Conceptually, the question is, can we take a wine review like…
Aromas include tropical fruit, broom, brimstone and dried herb. The palate isn’t overly expressive, offering unripened apple, citrus and dried sage alongside brisk acidity.
…and recognize that it is about a white blend? Some wine enthusiasts might recognize telltale signs of white wines such as apple, citrus, and a pronounced acidity, but can we train our neural network to recognize these signals? Additionally, can we train our neural network to recognize the subtle differences between a white blend review and a pinot grigio review?
Similar Algorithms
The problem we’re working with today is essentially an NLP classification problem. There are several NLP classification algorithms that have been applied to various problems in NLP. For example, naive Bayes have been used in various spam detection algorithms, and support vector machines (SVM) have been used to classify texts such as progress notes at healthcare institutions.
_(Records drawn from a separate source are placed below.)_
use std::fs;
use std::path::{Path, PathBuf};

use locz::LoczConfig;

/// Name of the configuration file looked up in the scanned directory.
pub const CONFIG_FILE_NAME: &str = "locz.toml";

/// Parses a TOML configuration. Missing keys keep their defaults.
pub fn parse_config(text: &str) -> Result<LoczConfig, String> {
    toml::from_str(text).map_err(|e| format!("Invalid configuration: {}", e))
}

/// Resolves the configuration for a run.
///
/// An explicit `--config` file must exist. Otherwise `locz.toml` in
/// `directory` is used when present. A positional output subpath overrides
/// the file's `output_subpath`.
pub fn resolve_config(
    directory: &Path,
    explicit: Option<&Path>,
    output: Option<&str>,
) -> Result<(LoczConfig, Option<PathBuf>), String> {
    let candidate = match explicit {
        Some(path) => Some(path.to_path_buf()),
        None => {
            let default = directory.join(CONFIG_FILE_NAME);
            default.is_file().then_some(default)
        }
    };

    let (mut config, source) = match candidate {
        Some(path) => {
            let text = fs::read_to_string(&path)
                .map_err(|e| format!("Cannot read {}: {}", path.display(), e))?;
            (parse_config(&text)?, Some(path))
        }
        None => (LoczConfig::default(), None),
    };

    if let Some(output) = output {
        config.output_subpath = output.to_string();
    }
    config
        .validate()
        .map_err(|e| format!("{}", e))?;
    Ok((config, source))
}

#[cfg(test)]
mod tests {
    use super::*;
    use tempfile::TempDir;

    #[test]
    fn test_parse_partial_config() {
        let config = parse_config("output_subpath = \"Resources\"\ndelimiter = \";\"\n").unwrap();
        assert_eq!(config.output_subpath, "Resources");
        assert_eq!(config.delimiter, ';');
        assert_eq!(config.table_suffix, ".loc.csv");
    }

    #[test]
    fn test_parse_unknown_key() {
        let result = parse_config("colour = \"blue\"\n");
        assert!(result.unwrap_err().contains("Invalid configuration"));
    }

    #[test]
    fn test_resolve_defaults_without_file() {
        let temp_dir = TempDir::new().unwrap();
        let (config, source) = resolve_config(temp_dir.path(), None, None).unwrap();
        assert_eq!(config, LoczConfig::default());
        assert!(source.is_none());
    }

    #[test]
    fn test_resolve_picks_up_directory_file() {
        let temp_dir = TempDir::new().unwrap();
        fs::write(
            temp_dir.path().join(CONFIG_FILE_NAME),
            "table_suffix = \".tr.csv\"\n",
        )
        .unwrap();
        let (config, source) = resolve_config(temp_dir.path(), None, None).unwrap();
        assert_eq!(config.table_suffix, ".tr.csv");
        assert_eq!(source, Some(temp_dir.path().join(CONFIG_FILE_NAME)));
    }

    #[test]
    fn test_positional_output_overrides_file() {
        let temp_dir = TempDir::new().unwrap();
        fs::write(
            temp_dir.path().join(CONFIG_FILE_NAME),
            "output_subpath = \"FromFile\"\n",
        )
        .unwrap();
        let (config, _) = resolve_config(temp_dir.path(), None, Some("FromArgs")).unwrap();
        assert_eq!(config.output_subpath, "FromArgs");
    }

    #[test]
    fn test_missing_explicit_config() {
        let temp_dir = TempDir::new().unwrap();
        let missing = temp_dir.path().join("nope.toml");
        let result = resolve_config(temp_dir.path(), Some(&missing), None);
        assert!(result.unwrap_err().contains("Cannot read"));
    }

    #[test]
    fn test_invalid_values_rejected() {
        let temp_dir = TempDir::new().unwrap();
        let path = temp_dir.path().join("custom.toml");
        fs::write(&path, "enum_extension = \".cs\"\n").unwrap();
        let result = resolve_config(temp_dir.path(), Some(&path), None);
        assert!(result.unwrap_err().contains("enum_extension"));
    }
}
It would be interesting to implement a simple version of these algorithms to serve as a baseline for our deep learning model.
Naive Bayes
A popular implementation of naive Bayes for NLP involves preprocessing the text using TF-IDF and then running the multinomial naive Bayes on the preprocessed outputs. This allows the algorithm to be run on the most prominent words within a document. We can implement the naive Bayes as follows:
import numpy as np
from sklearn.naive_bayes import MultinomialNB
from sklearn.feature_extraction.text import CountVectorizer
import pandas as pd
from collections import Counter
from sklearn.model_selection import train_test_split
from sklearn.feature_extraction.text import TfidfTransformer
df = pd.read_csv('data/wine_data.csv')
counter = Counter(df['variety'].tolist())
top_10_varieties = {i[0]: idx for idx, i in enumerate(counter.most_common(10))}
df = df[df['variety'].map(lambda x: x in top_10_varieties)]
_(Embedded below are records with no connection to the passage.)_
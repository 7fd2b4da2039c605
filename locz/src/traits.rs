//! Shared behaviour of generated files.

use std::{
    io::Write,
    path::{Path, PathBuf},
};

use crate::{
    error::{Error, Result},
    fs::FileSystem,
};

/// A generated file: knows its name and how to serialise itself.
///
/// # Example
///
/// ```rust
/// use locz::{artifacts::EnumDocument, traits::Artifact};
///
/// let mut doc = EnumDocument::new("App.Locz", "Strings", "cs");
/// doc.push_key("Hello");
/// let text = String::from_utf8(doc.to_bytes()?).unwrap();
/// assert!(text.contains("    Hello,"));
/// assert_eq!(doc.file_name(), "Strings.cs");
/// # Ok::<(), locz::Error>(())
/// ```
pub trait Artifact {
    /// File name inside the output directory.
    fn file_name(&self) -> String;

    /// Write to any writer (file, memory, etc.).
    fn to_writer<W: Write>(&self, writer: W) -> Result<()>;

    /// Serialise into a byte buffer.
    fn to_bytes(&self) -> Result<Vec<u8>> {
        let mut buf = Vec::new();
        self.to_writer(&mut buf)?;
        Ok(buf)
    }

    /// Write into `dir` through `fs`, replacing any existing file.
    fn write_to<F: FileSystem + ?Sized>(&self, fs: &F, dir: &Path) -> Result<PathBuf> {
        let path = dir.join(self.file_name());
        let bytes = self.to_bytes()?;
        fs.write(&path, &bytes)
            .map_err(|e| Error::write_failure(&path, e))?;
        Ok(path)
    }
}
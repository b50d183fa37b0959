use serde::{Deserialize, Serialize};
use std::collections::BTreeMap;

use crate::PlcValue;

/// Integer + real view of one numeric robot register.
#[derive(Debug, Clone, Copy, PartialEq, Serialize, Deserialize)]
pub struct RegisterValue {
    pub i: i32,
    pub r: f64,
}

/// One sampled snapshot from a robot's fast-streaming channel.
///
/// `seq` is per-session, starts at 1 and never decreases; `ts` is unix
/// milliseconds stamped when the frame was parsed.
#[derive(Debug, Clone, Default, PartialEq, Serialize, Deserialize)]
pub struct TelemetryFrame {
    pub ts: i64,
    pub seq: u64,
    pub joints_deg: Option<[f64; 6]>,
    pub di: BTreeMap<u16, i32>,
    pub gi: BTreeMap<u16, i32>,
    pub go: BTreeMap<u16, i32>,
    #[serde(rename = "do")]
    pub do_: BTreeMap<u16, i32>,
    pub r: BTreeMap<u16, RegisterValue>,
    pub var: BTreeMap<String, String>,
}

/// One batch read of a PLC tag union. `values` is keyed by the item
/// path exactly as the requesting user wrote it.
#[derive(Debug, Clone, Default, PartialEq, Serialize, Deserialize)]
pub struct PlcFrame {
    pub ts: i64,
    pub seq: u64,
    pub values: BTreeMap<String, PlcValue>,
}

/// Sum of everything a device session can emit upward.
#[derive(Debug, Clone, PartialEq, Serialize, Deserialize)]
pub enum Frame {
    Telemetry(TelemetryFrame),
    Plc(PlcFrame),
}

impl Frame {
    pub fn seq(&self) -> u64 {
        match self {
            Frame::Telemetry(f) => f.seq,
            Frame::Plc(f) => f.seq,
        }
    }

    pub fn ts(&self) -> i64 {
        match self {
            Frame::Telemetry(f) => f.ts,
            Frame::Plc(f) => f.ts,
        }
    }
}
description_list = df['description'].tolist()
varietal_list = [top_10_varieties[i] for i in df['variety'].tolist()]
varietal_list = np.array(varietal_list)
count_vect = CountVectorizer()
x_train_counts = count_vect.fit_transform(description_list)
tfidf_transformer = TfidfTransformer()
x_train_tfidf = tfidf_transformer.fit_transform(x_train_counts)
train_x, test_x, train_y, test_y = train_test_split(x_train_tfidf, varietal_list, test_size=0.3)
clf = MultinomialNB().fit(train_x, train_y)
y_score = clf.predict(test_x)
n_right = 0
for i in range(len(y_score)):
if y_score[i] == test_y[i]:
n_right += 1
print("Accuracy: %.2f%%" % ((n_right/float(len(test_y)) * 100)))
Run the above code and you should see something like the following: 73.56%
Considering we’re looking at 10 classes, this is quite a good result.
We can also use support vector machine and see how it would do. To see how it performs, simply replace the classifier definition with
clf = SVC(kernel='linear').fit(train_x, train_y)
Run this and you should see the following output:
Accuracy: 80.66%
Not too shabby either.
Let’s see if we can build a deep learning model that can surpass or at least match these results. If we manage that, it would be a great indication that our deep learning model is effective in at least replicating the results of the popular machine learning models informed by domain expertise.
Building the Model
Today, we will be using Keras with Tensorflow to build our model. Keras is a Python library that makes building deep learning models very easy compared to the relatively low-level interface of the Tensorflow API. In addition to the dense layers, we will also use embedding and convolutional layers to learn the underlying semantic information of the words and potential structural patterns within the data.
Data Cleaning
First, we will have to restructure the data in a way that can be easily processed and understood by our neural network. We can do this by replacing the words with uniquely identifying numbers. Combined with an embedding vector, we are able to represent the words in a manner that is both flexible and semantically sensitive.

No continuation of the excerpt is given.